Con el paso de los años el ser humano va perdiendo masa muscular. Hacer ejercicio diario, y tener una buena alimentación, ayuda a mantener los músculos sanos y a una adecuada función metabólica.

30 minutos, por lo menos 3 veces por semana, es el tiempo recomendado para practicar ejercicio, según la OMS.

Más activo, más vital

No se trata solo de inscribirse en un gimnasio o practicar un deporte. La invitación es a moverse, añadir actividad física a la vida diaria en pequeñas formas, encontrar excusas para pararse de la silla y buscar acciones recreativas que permitan estar activo. Luego, realizar un ejercicio de mayor intensidad ayudará a tener una mejor condición física.

(También le puede interesar: Consecuencias del sedentarismo en el organismo)

Primeros pasos para estar en movimiento:

  • Quienes no han estado activos por mucho tiempo deben comenzar lentamente e ir aumentando la intensidad de forma gradual.
  • Póngase metas realistas. Inicie con pequeños cambios en la vida cotidiana que pueden convertirse en hábitos.
  • En el trabajo muévase cada hora, quédese de pie durante las reuniones y hable por teléfono idealmente caminando.
  • Deje el carro más lejos de lo habitual o, si usa transporte público, bájese en una estación previa.
  • Use las escaleras en lugar del ascensor, por lo menos por un par de pisos. Haga cortas caminatas en los momentos de descanso.
  • Aproveche para hacer estiramientos o ejercicios desde la cama mientras ve televisión.
  • Salga a dar una vuelta a la unidad residencial, vecindario o el parque más cercano.

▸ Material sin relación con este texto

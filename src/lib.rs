// Library surface for headless/integration tests and reuse.
// The terminal loop and CLI live in main.rs.
pub mod app;
pub mod clock;
pub mod command;
pub mod config;
pub mod error;
pub mod key;
pub mod logging;
pub mod operation;
pub mod reducer;
pub mod runtime;
pub mod session;
pub mod ui;

pub use error::{Error, Result};
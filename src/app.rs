use crate::clock::{Clock, SystemClock};
use crate::key::Key;
use crate::operation::{RandomSource, RngSource};
use crate::reducer::{reduce, Action, Env};
use crate::session::{SessionState, TargetSize};
use crossterm::event::{KeyCode, KeyEvent, KeyModifiers};
use std::time::SystemTime;

/// Owns the current session and the capabilities the reducer needs.
/// Each dispatched action replaces `session` with the reducer's output.
pub struct App {
    pub session: SessionState,
    pub should_quit: bool,
    rng: Box<dyn RandomSource>,
    clock: Box<dyn Clock>,
}

impl App {
    pub fn new(size: TargetSize) -> Self {
        Self::with_capabilities(size, Box::new(RngSource::thread()), Box::new(SystemClock))
    }

    pub fn with_capabilities(
        size: TargetSize,
        mut rng: Box<dyn RandomSource>,
        clock: Box<dyn Clock>,
    ) -> Self {
        let session = SessionState::new(size, rng.as_mut(), clock.now());
        Self {
            session,
            should_quit: false,
            rng,
            clock,
        }
    }

    pub fn dispatch(&mut self, action: Action) {
        let mut env = Env::new(self.rng.as_mut(), self.clock.as_ref());
        self.session = reduce(&self.session, &action, &mut env);
    }

    /// Ctrl+C quits; every other key is normalized and handed to the reducer.
    pub fn handle_key_event(&mut self, event: &KeyEvent) {
        if event.modifiers.contains(KeyModifiers::CONTROL) && event.code == KeyCode::Char('c') {
            tracing::info!("quit requested");
            self.should_quit = true;
            return;
        }
        if let Some(key) = Key::from_key_event(event) {
            tracing::trace!(%key, mode = %self.session.mode, "key");
            self.dispatch(Action::Input(key));
        }
    }

    pub fn now(&self) -> SystemTime {
        self.clock.now()
    }
}
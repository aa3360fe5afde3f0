use std::time::{Duration, SystemTime};

/// Source of the current time used to stamp session starts.
pub trait Clock {
    fn now(&self) -> SystemTime;
}

#[derive(Debug, Clone, Copy, Default)]
pub struct SystemClock;

impl Clock for SystemClock {
    fn now(&self) -> SystemTime {
        SystemTime::now()
    }
}

/// Clock frozen at a given instant, movable by hand
#[derive(Debug, Clone, Copy)]
pub struct FixedClock {
    now: SystemTime,
}

impl FixedClock {
    pub fn new(now: SystemTime) -> Self {
        Self { now }
    }

    pub fn advance(&mut self, by: Duration) {
        self.now += by;
    }
}

impl Clock for FixedClock {
    fn now(&self) -> SystemTime {
        self.now
    }
}

/// Milliseconds from `start` to `end`, zero when the clock went backwards.
pub fn elapsed_ms(start: SystemTime, end: SystemTime) -> u128 {
    end.duration_since(start)
        .map(|d| d.as_millis())
        .unwrap_or(0)
}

Ejercicio con intensidad moderada:

  • Practicarlo acompañado de un profesional que le explique la mejor forma de hacerlo.
  • A la hora de trotar, nadar, montar en bicicleta, entre otros ejercicios, la recomendación es aprender la rutina con alguien especializado para seguirlo haciendo por su cuenta.
  • Caliente y estire los músculos antes de hacer ejercicio.
  • Es clave que durante el ejercicio aumente la frecuencia cardiaca. Si puede hablar sin ningún problema, eso quiere decir que no se está esforzando lo suficiente.
  • Use ropa deportiva adecuada, calzado con cámara de aire y, en lo posible, plantillas anti impacto.